September 1, 2022, Bremen

Philosophy

“It is more fun to talk with someone who doesn’t use long, difficult words but rather short, easy words like ‘What about lunch?’” — A. A. Milne, Winnie-the-Pooh

Co-authors

  • Yilong Zhang, Meta Platforms, Inc.
  • Nan Xiao, Merck & Co., Inc.
  • Yujie Zhao, Merck & Co., Inc.

Disclaimer

These materials do not represent corporate thoughts of Merck & Co., Inc., Rahway, NJ, USA and its affiliates, or Meta Platforms, Inc.

Keaven Anderson takes responsibility for any errors.

Overview

  • Grammar of group sequential design is an ongoing initiative
    • Enabling new and potentially extensive capabilities
    • Simplified command structure
  • Current status
    • Many capabilities implemented
    • Progress on grammar
  • Today’s presentation
    • Fixed design example
    • Introduction to grammar priorities
  • Group sequential bound grammar coming later

Aim is to support specific design innovations coming into common use

New capabilities represent
opinionated priorities

Opinionated selection of new features

  • Non-proportional hazards asymptotics for group sequential design
    • Weighted logrank and combination test design: Roychoudhury et al. (2021); Magirr and Jiménez (2022)
  • Many more bound options
    • Spending other than information-based
    • One or both of efficacy and futility bound at each analysis
  • Time-to-event endpoint with parallel simulation
  • Graphical multiplicity and parametric design (Anderson et al. 2022)
    • Account for group sequential and multiple hypothesis correlations
    • Multiple experimental arms (e.g., MAMS)
    • Intersecting populations
  • Designs for stratified populations
    • Binomial or time-to-event outcomes with differing treatment effects (Mehrotra and Railkar 2000)

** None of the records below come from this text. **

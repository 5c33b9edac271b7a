//! Shared application state and message feed handlers

use crate::api::extract::Json;
use crate::auth::middleware::AuthMember;
use crate::core::error::{ChatError, Result};
use crate::db::models::ChatMessage;
use crate::db::repository::{MemberRepository, MessageRepository, TokenRepository};
use axum::{extract::State, http::StatusCode, response::IntoResponse};
use serde::{Deserialize, Serialize};
use serde_json::{json, Value};
use std::sync::Arc;

/// Shared application state for handlers
#[derive(Clone)]
pub struct AppState {
    pub member_repo: Arc<MemberRepository>,
    pub token_repo: Arc<TokenRepository>,
    pub message_repo: Arc<MessageRepository>,
}

/// Message creation request
///
/// Only the content is client-supplied; any author field a client sends is
/// ignored and the authenticated member is used instead.
#[derive(Debug, Deserialize)]
pub struct CreateMessageRequest {
    pub content: Option<String>,
}

/// A chat message as returned by the feed endpoints
#[derive(Debug, Serialize, Deserialize)]
pub struct MessageResponse {
    pub id: String,
    pub member: String,
    pub member_username: String,
    pub content: String,
    pub created_at: String,
}

impl MessageResponse {
    fn from_message(message: &ChatMessage, member_username: &str) -> Self {
        Self {
            id: message.id.clone(),
            member: message.member_id.clone(),
            member_username: member_username.to_string(),
            content: message.content.clone(),
            created_at: message.created_at.clone(),
        }
    }
}

/// Handler for GET /api/chat/messages - the shared feed, oldest first
pub async fn list_messages(
    State(state): State<AppState>,
    _auth: AuthMember,
) -> Result<Json<Vec<MessageResponse>>> {
    let messages = state.message_repo.list_in_creation_order().await?;

    Ok(Json(
        messages
            .iter()
            .map(|(message, username)| MessageResponse::from_message(message, username))
            .collect(),
    ))
}

/// Handler for POST /api/chat/messages - append to the shared feed
///
/// The author is always the authenticated member.
pub async fn create_message(
    State(state): State<AppState>,
    auth: AuthMember,
    Json(req): Json<CreateMessageRequest>,
) -> Result<impl IntoResponse> {
    let content = match req.content {
        None => {
            return Err(ChatError::field_validation(
                "content",
                "This field is required.",
            ))
        }
        Some(content) if content.is_empty() => {
            return Err(ChatError::field_validation(
                "content",
                "This field may not be blank.",
            ))
        }
        Some(content) => content,
    };

    let message = state
        .message_repo
        .create_for_member(&auth.member.id, &content)
        .await?;

    tracing::info!(
        member_id = %auth.member.id,
        message_id = %message.id,
        "Message posted"
    );

    Ok((
        StatusCode::CREATED,
        Json(MessageResponse::from_message(&message, &auth.member.username)),
    ))
}

/// Health check endpoint handler
pub async fn health_check() -> Json<Value> {
    Json(json!({
        "status": "ok",
        "version": env!("CARGO_PKG_VERSION"),
        "timestamp": chrono::Utc::now().timestamp(),
    }))
}
//! Authentication request/response models

use crate::db::models::Member;
use serde::{Deserialize, Serialize};

/// Register request
///
/// Fields are optional at the wire level so an absent field produces a
/// field-level validation error rather than a deserialization failure.
#[derive(Debug, Deserialize)]
pub struct RegisterRequest {
    pub username: Option<String>,
    pub password: Option<String>,
}

/// Login request
#[derive(Debug, Deserialize)]
pub struct LoginRequest {
    pub username: Option<String>,
    pub password: Option<String>,
}

/// Profile update request; only the username is mutable
#[derive(Debug, Deserialize)]
pub struct UpdateProfileRequest {
    pub username: Option<String>,
}

/// Member info (without credential material)
#[derive(Debug, Serialize, Deserialize)]
pub struct MemberResponse {
    pub id: String,
    pub username: String,
    pub created_at: String,
}

impl MemberResponse {
    pub fn from_member(member: &Member) -> Self {
        Self {
            id: member.id.clone(),
            username: member.username.clone(),
            created_at: member.created_at.clone(),
        }
    }
}

/// Response for successful registration and login
#[derive(Debug, Serialize, Deserialize)]
pub struct AuthResponse {
    pub token: String,
    pub member: MemberResponse,
}
//! Core infrastructure: configuration, error types, logging

pub mod config;
pub mod error;
pub mod logging;

pub use config::Config;
pub use error::{ChatError, ErrorResponse, Result};
pub use logging::Logger;
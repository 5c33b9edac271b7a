//! Opaque token key generation

use rand::RngCore;

/// Number of random bytes in a token key
const KEY_BYTES: usize = 20;

/// Generate a new high-entropy token key
///
/// 20 bytes from the OS CSPRNG, hex-encoded to a 40-character string.
pub fn generate_key() -> String {
    let mut bytes = [0u8; KEY_BYTES];
    rand::rngs::OsRng.fill_bytes(&mut bytes);
    hex::encode(bytes)
}
//! Structured logging system
//!
//! Sets up the global tracing subscriber from [`LoggingConfig`]:
//! - JSON or text output
//! - Configurable level, overridable via `RUST_LOG`
//! - stdout or file destination through a non-blocking writer

use crate::core::config::LoggingConfig;
use anyhow::{Context, Result};
use tracing::Level;
use tracing_appender::non_blocking::WorkerGuard;
use tracing_subscriber::{
    fmt, layer::SubscriberExt, util::SubscriberInitExt, EnvFilter, Layer,
};

/// Logger instance that manages the logging system
///
/// Holds the non-blocking writer guard; dropping it flushes buffered output,
/// so keep the instance alive for the lifetime of the process.
pub struct Logger {
    _guard: Option<WorkerGuard>,
}

impl Logger {
    /// Initialize the logging system based on configuration
    pub fn init(config: &LoggingConfig) -> Result<Self> {
        let level = parse_log_level(&config.level)?;

        let env_filter = EnvFilter::try_from_default_env()
            .unwrap_or_else(|_| EnvFilter::new(level.as_str()));

        let (writer, guard) = match config.output.as_str() {
            "stdout" => {
                let (non_blocking, guard) = tracing_appender::non_blocking(std::io::stdout());
                (non_blocking, Some(guard))
            }
            "file" => {
                let log_file = config
                    .log_file
                    .as_ref()
                    .context("log_file must be specified when output is 'file'")?;

                let directory = log_file
                    .parent()
                    .context("log file must have a parent directory")?;
                let filename = log_file
                    .file_name()
                    .context("log file must have a filename")?;

                std::fs::create_dir_all(directory)
                    .context("Failed to create log directory")?;

                let file_appender = tracing_appender::rolling::never(directory, filename);
                let (non_blocking, guard) = tracing_appender::non_blocking(file_appender);
                (non_blocking, Some(guard))
            }
            other => anyhow::bail!("Invalid output configuration: {}", other),
        };

        let fmt_layer = match config.format.as_str() {
            "json" => fmt::layer()
                .json()
                .with_writer(writer)
                .with_current_span(true)
                .with_target(true)
                .boxed(),
            "text" => fmt::layer().with_writer(writer).with_target(true).boxed(),
            other => anyhow::bail!("Invalid format configuration: {}", other),
        };

        tracing_subscriber::registry()
            .with(env_filter)
            .with(fmt_layer)
            .try_init()
            .context("Failed to initialize tracing subscriber")?;

        tracing::info!(
            level = %config.level,
            format = %config.format,
            output = %config.output,
            "Logging system initialized"
        );

        Ok(Logger { _guard: guard })
    }
}

/// Parse log level string to tracing Level
fn parse_log_level(level: &str) -> Result<Level> {
    match level.to_lowercase().as_str() {
        "debug" => Ok(Level::DEBUG),
        "info" => Ok(Level::INFO),
        "warn" => Ok(Level::WARN),
        "error" => Ok(Level::ERROR),
        _ => anyhow::bail!("Invalid log level: {}", level),
    }
}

Some Merck Shiny innovations

Some Merck packages and repositories

  • gsDesign ongoing updates for PH
  • gsDesign2 for non-proportional hazards
    • Asymptotic design (gsdmvn now being merged into gsDesign2)
    • Simulation (simtrial)
  • Graphical multiplicity with group sequential design (Anderson et al. 2022)

There are also many non-Merck packages

Packages used here

# New grammar and capabilities
library(gsdmvn)    # To be combined with gsDesign2
library(gsDesign2)

# Standalone time-to-event simulation
library(simtrial)

# Supported since 2007
library(gsDesign)

# tidyverse packages
library(tibble)
library(gt)
library(dplyr)

Piecewise model

Setup input parameters

Enrollment rates (piecewise constant, fixed total duration for NPH approach)

Stratum duration rate
All 18 20

Failure and dropout rates (piecewise constant, piecewise hazard ratio)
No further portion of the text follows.